GOAL OF THE EXERCISE: Once you have located the line containing "pub struct PipelineConfig" in the material below, return it exactly along with each line after it through the line containing "region extraction configuration".

Start of STUDY MATERIAL

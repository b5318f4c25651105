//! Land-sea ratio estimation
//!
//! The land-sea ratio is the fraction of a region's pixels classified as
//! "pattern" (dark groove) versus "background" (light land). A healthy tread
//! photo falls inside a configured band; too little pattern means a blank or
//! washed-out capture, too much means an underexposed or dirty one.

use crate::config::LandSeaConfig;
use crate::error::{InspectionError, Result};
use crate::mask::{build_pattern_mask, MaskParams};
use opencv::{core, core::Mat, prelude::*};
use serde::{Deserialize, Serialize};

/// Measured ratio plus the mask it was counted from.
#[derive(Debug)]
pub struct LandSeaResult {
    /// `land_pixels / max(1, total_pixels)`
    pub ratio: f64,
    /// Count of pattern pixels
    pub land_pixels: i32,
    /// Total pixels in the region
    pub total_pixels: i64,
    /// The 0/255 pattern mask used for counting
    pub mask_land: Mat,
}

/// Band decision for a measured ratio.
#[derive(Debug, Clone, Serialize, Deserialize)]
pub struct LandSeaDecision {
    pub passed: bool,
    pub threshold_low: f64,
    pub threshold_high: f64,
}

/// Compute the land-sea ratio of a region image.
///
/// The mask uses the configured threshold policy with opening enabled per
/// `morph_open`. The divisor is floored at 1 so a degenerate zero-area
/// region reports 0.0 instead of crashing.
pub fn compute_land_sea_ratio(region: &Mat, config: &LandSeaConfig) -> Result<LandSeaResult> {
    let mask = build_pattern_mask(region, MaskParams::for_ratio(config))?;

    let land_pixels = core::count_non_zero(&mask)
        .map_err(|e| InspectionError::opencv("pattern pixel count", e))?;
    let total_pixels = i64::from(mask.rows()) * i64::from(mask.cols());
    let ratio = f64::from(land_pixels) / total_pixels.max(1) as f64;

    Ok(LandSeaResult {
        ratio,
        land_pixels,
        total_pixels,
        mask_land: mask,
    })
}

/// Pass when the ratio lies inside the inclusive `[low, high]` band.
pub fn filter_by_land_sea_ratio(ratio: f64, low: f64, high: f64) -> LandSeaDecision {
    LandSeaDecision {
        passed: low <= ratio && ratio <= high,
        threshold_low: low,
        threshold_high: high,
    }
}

End of STUDY MATERIAL
Start of STUDY MATERIAL

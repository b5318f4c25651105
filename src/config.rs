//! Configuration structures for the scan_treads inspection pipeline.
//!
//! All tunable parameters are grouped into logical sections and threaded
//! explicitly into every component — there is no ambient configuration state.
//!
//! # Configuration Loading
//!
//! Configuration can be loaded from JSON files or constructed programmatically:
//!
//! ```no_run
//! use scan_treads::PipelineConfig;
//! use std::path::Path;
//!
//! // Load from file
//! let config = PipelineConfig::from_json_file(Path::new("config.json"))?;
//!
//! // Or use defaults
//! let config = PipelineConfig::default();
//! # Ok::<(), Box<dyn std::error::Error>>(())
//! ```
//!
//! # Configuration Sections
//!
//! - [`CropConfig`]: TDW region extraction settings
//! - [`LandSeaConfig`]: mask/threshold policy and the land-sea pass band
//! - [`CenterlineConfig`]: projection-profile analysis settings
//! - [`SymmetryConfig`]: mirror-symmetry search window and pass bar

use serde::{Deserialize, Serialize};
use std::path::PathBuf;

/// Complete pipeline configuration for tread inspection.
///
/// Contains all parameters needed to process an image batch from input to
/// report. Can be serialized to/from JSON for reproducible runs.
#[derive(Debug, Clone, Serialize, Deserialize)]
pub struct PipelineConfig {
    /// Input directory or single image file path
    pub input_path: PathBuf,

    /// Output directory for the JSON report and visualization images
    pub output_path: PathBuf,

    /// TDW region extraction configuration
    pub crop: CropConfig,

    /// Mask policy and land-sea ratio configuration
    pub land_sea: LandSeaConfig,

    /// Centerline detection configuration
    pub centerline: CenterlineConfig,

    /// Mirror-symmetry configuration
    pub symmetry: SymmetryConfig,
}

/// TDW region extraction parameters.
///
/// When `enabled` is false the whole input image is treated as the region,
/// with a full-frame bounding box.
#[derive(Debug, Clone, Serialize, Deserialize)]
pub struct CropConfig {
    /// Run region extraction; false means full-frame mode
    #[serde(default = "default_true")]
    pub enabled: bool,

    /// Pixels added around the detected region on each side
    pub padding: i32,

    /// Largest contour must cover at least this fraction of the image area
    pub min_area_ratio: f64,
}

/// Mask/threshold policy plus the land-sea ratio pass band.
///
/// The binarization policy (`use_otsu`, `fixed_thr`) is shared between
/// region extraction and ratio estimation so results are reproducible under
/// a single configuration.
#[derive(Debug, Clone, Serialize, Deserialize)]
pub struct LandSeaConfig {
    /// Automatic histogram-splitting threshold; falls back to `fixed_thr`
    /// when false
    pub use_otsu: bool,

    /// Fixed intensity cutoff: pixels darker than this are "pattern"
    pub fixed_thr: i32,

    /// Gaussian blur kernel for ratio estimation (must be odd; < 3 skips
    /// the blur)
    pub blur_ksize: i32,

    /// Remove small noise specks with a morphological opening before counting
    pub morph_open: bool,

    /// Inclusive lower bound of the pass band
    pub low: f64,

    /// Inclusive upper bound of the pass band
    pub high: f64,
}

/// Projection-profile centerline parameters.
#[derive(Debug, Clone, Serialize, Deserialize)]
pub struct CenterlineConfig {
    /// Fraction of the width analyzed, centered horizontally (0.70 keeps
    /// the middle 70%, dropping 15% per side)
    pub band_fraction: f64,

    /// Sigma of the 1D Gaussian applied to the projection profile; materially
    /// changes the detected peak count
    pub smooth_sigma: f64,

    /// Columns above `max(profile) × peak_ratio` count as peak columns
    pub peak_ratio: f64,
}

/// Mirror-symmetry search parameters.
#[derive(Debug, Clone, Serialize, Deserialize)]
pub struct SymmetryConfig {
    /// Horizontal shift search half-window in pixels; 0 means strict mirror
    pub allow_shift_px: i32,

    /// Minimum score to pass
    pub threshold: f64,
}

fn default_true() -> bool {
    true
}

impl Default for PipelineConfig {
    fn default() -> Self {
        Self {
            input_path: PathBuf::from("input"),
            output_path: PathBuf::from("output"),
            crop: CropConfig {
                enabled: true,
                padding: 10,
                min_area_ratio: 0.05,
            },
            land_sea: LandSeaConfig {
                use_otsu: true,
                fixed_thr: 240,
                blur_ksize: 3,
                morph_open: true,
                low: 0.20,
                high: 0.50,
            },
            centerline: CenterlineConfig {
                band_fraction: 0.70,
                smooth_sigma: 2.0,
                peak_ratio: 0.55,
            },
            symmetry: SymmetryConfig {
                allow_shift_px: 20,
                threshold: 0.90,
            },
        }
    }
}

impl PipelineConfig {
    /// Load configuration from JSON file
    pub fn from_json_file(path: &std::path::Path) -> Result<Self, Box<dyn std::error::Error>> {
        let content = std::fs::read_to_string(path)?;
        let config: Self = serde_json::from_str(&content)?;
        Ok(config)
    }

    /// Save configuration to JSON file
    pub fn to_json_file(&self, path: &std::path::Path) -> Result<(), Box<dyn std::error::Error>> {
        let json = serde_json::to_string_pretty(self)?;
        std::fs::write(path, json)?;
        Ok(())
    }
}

End of STUDY MATERIAL
Start of STUDY MATERIAL

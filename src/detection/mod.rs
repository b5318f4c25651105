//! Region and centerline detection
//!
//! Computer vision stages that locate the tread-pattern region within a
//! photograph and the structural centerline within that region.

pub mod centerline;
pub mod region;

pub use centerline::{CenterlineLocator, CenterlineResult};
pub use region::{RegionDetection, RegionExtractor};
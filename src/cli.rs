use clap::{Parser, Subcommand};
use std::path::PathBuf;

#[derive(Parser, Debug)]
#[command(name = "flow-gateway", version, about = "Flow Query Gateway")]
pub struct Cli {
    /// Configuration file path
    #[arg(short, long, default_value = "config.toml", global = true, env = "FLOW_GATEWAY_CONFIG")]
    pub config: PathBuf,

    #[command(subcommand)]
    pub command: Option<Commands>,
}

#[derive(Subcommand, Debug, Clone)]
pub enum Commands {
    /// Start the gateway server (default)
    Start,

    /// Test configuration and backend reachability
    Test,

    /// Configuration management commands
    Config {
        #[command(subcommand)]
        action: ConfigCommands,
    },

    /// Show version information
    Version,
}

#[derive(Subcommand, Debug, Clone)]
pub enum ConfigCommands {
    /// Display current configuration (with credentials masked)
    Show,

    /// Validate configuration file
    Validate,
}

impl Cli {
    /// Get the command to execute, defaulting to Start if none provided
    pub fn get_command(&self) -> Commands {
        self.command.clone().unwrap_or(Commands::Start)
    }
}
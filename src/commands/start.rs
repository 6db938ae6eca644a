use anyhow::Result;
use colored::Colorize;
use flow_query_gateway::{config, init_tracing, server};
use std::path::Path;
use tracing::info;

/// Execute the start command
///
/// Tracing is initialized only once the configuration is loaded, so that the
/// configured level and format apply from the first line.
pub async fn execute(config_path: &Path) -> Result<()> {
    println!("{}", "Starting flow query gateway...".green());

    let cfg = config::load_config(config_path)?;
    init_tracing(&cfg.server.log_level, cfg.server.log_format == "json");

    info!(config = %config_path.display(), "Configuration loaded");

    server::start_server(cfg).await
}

End of STUDY MATERIAL

RESPONSE AREA:
pub struct PipelineConfig {
    /// Input directory or single image file path
    pub input_path: PathBuf,

    /// Output directory for the JSON report and visualization images
    pub output_path: PathBuf,

    /// TDW region extraction configuration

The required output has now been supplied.